◆ Exercise prompt ◆
Wherever a line holds the word "else", copy that line from the data.

=== Section Start ===

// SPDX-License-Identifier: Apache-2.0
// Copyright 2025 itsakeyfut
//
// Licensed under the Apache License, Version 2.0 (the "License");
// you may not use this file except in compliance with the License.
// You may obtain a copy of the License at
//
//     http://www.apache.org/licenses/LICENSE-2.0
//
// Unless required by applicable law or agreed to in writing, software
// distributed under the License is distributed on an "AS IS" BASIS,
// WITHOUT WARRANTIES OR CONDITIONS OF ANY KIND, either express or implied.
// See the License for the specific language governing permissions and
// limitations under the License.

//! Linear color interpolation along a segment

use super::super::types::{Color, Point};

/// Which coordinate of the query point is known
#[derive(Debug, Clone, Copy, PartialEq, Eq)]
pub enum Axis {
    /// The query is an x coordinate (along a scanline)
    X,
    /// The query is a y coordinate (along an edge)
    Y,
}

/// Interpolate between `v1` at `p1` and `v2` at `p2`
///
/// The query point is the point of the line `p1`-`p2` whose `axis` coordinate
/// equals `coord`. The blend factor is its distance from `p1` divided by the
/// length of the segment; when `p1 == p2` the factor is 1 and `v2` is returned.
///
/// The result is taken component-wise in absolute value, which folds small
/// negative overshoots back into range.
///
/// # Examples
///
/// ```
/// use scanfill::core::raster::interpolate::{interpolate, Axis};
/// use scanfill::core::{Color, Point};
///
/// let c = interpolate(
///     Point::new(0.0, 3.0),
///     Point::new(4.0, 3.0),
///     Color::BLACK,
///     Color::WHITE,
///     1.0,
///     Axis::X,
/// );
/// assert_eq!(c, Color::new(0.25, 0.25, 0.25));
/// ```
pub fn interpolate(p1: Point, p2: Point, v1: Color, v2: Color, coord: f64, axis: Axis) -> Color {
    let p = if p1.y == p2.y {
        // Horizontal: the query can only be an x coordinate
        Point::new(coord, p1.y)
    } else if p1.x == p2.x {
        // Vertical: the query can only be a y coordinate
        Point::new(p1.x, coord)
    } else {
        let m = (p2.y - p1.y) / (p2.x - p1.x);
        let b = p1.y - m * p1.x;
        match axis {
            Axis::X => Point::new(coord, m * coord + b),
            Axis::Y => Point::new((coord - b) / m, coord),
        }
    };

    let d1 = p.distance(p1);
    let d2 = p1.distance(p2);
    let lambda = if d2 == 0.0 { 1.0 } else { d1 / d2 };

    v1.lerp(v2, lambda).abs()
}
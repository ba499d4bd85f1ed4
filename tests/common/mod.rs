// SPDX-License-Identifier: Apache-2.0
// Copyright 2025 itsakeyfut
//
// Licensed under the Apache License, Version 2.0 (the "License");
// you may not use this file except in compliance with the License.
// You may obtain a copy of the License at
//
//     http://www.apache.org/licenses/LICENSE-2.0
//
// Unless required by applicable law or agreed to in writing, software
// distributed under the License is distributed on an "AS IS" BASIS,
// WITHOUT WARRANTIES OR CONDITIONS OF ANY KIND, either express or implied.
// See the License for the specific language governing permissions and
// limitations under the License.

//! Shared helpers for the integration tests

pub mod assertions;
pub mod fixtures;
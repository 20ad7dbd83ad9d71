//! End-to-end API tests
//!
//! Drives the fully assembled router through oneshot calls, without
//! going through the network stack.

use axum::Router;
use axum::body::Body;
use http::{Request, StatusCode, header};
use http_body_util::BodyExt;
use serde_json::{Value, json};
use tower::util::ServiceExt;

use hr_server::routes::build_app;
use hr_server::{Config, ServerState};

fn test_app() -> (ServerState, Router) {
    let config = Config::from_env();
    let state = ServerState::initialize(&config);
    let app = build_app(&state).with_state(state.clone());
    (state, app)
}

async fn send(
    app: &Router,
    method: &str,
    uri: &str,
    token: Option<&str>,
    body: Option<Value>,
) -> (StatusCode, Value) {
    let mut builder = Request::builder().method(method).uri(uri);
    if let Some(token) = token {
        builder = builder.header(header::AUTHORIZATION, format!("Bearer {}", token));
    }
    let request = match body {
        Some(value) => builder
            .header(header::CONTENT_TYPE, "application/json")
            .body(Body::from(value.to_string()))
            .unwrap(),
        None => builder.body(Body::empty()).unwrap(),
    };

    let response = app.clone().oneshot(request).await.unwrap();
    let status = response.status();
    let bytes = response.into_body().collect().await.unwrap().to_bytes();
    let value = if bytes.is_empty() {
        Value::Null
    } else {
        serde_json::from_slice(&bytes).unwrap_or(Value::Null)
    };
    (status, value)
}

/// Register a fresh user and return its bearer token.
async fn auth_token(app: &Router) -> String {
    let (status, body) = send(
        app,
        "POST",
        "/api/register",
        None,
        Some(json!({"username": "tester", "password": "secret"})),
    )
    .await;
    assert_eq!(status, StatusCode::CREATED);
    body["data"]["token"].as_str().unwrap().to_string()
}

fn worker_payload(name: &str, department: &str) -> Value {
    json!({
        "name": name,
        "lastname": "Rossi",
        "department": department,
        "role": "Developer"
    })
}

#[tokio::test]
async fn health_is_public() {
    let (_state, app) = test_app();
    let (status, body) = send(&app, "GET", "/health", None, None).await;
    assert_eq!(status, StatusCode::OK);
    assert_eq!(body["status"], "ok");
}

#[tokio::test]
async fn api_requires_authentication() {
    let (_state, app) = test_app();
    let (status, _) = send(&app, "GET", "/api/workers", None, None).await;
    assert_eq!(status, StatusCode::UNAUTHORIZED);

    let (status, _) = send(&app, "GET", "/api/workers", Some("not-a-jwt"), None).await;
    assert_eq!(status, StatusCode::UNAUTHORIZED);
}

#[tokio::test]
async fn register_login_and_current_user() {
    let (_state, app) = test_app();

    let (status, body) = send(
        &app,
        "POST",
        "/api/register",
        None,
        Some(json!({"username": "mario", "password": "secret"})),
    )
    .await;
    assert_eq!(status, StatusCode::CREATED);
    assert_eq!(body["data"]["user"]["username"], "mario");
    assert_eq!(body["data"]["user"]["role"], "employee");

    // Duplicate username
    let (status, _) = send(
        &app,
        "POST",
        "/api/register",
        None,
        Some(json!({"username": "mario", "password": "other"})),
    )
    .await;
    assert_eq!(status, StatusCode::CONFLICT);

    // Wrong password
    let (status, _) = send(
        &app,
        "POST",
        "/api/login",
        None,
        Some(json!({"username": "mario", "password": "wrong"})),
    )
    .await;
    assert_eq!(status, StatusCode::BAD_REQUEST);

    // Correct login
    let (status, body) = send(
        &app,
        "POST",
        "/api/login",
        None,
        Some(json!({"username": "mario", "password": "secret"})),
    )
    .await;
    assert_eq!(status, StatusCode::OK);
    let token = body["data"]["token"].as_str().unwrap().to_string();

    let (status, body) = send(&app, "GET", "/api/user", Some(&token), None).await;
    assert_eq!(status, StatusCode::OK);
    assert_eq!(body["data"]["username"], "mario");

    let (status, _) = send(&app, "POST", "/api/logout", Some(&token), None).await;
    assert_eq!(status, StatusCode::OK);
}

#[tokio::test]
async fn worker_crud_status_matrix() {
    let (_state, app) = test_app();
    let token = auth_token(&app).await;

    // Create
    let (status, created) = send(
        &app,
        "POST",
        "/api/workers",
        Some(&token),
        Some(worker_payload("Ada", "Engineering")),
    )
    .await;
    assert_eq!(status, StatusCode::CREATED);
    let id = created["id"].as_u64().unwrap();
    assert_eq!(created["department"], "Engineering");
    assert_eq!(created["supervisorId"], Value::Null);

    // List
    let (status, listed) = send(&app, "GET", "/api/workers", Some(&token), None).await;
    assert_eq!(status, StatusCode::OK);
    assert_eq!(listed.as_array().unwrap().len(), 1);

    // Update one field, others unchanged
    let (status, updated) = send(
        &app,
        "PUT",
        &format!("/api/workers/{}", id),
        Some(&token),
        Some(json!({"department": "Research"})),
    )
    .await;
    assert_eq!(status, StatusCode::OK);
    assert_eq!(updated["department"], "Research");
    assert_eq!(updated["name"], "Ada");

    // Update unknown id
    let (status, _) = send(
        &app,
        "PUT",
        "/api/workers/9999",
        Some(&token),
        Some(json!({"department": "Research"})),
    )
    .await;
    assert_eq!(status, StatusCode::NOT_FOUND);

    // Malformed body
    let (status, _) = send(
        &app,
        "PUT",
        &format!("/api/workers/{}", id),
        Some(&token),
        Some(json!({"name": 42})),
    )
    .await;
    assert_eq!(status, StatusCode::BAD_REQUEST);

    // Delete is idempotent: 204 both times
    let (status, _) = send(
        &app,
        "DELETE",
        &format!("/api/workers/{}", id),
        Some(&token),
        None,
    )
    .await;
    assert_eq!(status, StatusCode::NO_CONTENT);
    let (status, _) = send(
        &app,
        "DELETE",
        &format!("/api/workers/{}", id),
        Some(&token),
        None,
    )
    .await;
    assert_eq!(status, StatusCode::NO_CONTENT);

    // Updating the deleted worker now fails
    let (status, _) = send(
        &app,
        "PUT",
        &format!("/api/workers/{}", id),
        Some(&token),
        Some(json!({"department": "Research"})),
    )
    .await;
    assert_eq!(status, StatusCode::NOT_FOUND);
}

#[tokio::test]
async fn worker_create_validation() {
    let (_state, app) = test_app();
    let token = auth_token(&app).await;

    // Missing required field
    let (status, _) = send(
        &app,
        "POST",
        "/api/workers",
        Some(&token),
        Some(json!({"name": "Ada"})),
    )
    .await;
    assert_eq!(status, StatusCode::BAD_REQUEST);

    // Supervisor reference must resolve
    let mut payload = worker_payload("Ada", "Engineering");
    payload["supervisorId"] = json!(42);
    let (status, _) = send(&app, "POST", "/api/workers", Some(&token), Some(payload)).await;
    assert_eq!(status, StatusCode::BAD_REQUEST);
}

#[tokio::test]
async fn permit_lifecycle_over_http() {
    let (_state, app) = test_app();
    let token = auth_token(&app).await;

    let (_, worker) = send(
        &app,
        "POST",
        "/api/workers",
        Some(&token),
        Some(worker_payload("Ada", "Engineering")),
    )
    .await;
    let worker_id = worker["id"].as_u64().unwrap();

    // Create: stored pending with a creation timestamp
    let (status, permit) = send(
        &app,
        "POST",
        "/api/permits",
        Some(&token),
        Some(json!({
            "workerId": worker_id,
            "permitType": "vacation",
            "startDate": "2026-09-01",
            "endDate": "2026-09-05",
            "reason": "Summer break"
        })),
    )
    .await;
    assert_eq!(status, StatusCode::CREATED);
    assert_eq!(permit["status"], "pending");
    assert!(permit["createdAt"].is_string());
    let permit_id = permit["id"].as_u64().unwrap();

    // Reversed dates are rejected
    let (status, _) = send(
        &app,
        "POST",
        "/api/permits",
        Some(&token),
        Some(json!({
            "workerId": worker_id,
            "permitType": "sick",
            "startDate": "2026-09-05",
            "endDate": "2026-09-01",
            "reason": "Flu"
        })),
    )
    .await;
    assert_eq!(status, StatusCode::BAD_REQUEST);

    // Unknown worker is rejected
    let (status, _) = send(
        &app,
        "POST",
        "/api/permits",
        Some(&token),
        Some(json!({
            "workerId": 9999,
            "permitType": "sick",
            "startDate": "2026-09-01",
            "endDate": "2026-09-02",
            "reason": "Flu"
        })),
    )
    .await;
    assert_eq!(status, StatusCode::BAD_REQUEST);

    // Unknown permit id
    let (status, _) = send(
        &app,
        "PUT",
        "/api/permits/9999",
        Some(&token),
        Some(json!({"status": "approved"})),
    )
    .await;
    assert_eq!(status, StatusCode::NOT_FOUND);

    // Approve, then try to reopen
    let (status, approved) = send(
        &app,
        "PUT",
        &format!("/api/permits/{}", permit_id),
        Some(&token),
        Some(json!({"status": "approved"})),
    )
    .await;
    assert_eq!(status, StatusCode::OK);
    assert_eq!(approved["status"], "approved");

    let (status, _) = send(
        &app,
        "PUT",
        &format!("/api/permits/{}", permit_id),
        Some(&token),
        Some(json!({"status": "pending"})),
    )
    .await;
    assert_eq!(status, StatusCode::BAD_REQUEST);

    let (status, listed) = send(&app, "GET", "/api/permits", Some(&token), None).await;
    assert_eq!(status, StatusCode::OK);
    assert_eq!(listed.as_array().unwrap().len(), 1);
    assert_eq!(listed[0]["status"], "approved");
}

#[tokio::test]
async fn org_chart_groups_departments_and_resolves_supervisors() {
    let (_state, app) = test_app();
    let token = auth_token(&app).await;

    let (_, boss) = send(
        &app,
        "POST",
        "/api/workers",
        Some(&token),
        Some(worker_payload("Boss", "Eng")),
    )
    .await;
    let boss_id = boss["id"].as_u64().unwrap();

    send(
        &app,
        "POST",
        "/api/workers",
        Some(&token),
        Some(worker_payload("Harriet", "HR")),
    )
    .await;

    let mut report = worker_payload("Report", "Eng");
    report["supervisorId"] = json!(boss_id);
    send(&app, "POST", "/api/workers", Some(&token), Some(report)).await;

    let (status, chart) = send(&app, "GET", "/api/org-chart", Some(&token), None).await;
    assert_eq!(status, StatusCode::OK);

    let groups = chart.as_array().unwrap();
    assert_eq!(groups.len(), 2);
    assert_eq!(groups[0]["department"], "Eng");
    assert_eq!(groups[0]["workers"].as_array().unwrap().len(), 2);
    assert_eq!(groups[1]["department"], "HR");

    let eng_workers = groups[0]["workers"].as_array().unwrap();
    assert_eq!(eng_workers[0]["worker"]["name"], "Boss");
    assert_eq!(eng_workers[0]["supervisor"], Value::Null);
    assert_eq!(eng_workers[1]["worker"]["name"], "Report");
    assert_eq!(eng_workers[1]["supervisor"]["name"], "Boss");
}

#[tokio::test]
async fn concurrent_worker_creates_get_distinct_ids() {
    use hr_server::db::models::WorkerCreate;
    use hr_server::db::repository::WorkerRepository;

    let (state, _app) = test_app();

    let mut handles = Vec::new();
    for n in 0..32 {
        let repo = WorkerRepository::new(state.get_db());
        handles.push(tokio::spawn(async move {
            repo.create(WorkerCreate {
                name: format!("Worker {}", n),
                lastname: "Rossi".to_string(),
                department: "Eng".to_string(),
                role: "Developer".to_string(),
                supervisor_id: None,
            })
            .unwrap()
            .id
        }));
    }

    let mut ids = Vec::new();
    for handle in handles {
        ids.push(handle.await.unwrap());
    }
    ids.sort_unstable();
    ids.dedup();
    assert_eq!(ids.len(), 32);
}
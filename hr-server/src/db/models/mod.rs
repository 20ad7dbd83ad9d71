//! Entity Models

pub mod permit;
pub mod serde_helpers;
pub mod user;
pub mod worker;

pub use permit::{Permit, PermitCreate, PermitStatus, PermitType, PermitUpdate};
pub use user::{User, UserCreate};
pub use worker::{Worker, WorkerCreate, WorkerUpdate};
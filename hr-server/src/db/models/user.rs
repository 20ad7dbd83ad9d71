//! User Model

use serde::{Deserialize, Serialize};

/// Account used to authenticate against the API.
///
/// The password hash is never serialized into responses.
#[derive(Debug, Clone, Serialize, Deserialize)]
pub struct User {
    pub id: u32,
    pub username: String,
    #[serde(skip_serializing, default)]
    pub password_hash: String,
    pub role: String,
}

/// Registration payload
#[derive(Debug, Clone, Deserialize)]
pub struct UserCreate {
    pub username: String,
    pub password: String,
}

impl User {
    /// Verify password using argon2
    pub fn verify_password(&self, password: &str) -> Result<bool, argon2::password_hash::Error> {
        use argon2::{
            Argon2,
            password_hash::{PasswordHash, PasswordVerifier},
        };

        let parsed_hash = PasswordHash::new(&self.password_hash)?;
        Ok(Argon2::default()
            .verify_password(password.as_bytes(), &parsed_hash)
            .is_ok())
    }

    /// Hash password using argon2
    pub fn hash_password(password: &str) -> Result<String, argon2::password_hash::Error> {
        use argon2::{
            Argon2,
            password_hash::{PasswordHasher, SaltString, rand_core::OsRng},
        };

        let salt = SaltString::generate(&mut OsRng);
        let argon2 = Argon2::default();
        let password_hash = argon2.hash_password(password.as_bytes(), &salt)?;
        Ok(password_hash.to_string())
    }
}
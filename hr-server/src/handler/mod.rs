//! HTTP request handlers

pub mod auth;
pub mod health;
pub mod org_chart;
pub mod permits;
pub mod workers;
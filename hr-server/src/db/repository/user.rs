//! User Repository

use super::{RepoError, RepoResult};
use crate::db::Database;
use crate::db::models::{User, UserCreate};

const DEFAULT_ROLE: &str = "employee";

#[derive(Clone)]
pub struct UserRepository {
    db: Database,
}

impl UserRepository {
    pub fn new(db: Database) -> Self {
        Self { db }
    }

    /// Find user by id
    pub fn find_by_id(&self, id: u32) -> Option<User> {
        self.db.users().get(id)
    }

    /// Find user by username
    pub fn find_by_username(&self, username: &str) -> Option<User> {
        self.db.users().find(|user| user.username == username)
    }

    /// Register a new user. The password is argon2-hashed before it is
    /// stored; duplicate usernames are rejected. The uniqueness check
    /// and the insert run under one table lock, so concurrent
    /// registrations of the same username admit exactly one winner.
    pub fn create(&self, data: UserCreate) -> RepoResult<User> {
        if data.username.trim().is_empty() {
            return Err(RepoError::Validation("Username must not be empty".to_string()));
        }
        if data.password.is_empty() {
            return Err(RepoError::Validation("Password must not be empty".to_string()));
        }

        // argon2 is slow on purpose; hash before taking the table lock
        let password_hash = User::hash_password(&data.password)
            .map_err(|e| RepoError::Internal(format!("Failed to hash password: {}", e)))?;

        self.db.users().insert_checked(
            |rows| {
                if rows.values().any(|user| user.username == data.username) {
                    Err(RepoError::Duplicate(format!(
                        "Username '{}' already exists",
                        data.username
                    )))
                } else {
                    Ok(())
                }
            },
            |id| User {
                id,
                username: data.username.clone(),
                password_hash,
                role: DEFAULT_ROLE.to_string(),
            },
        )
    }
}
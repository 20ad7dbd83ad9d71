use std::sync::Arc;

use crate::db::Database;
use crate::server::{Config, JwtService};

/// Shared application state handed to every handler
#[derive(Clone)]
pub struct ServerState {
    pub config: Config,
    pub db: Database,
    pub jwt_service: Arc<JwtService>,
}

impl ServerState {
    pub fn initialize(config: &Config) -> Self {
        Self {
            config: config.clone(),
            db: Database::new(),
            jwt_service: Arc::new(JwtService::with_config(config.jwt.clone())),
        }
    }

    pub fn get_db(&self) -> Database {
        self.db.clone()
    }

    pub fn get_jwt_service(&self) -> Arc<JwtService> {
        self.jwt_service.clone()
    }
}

=== Section End ===

◆ Task answer ◆
    } else if p1.x == p2.x {
    } else {
    let lambda = if d2 == 0.0 { 1.0 } else { d1 / d2 };
    } else {
                } else {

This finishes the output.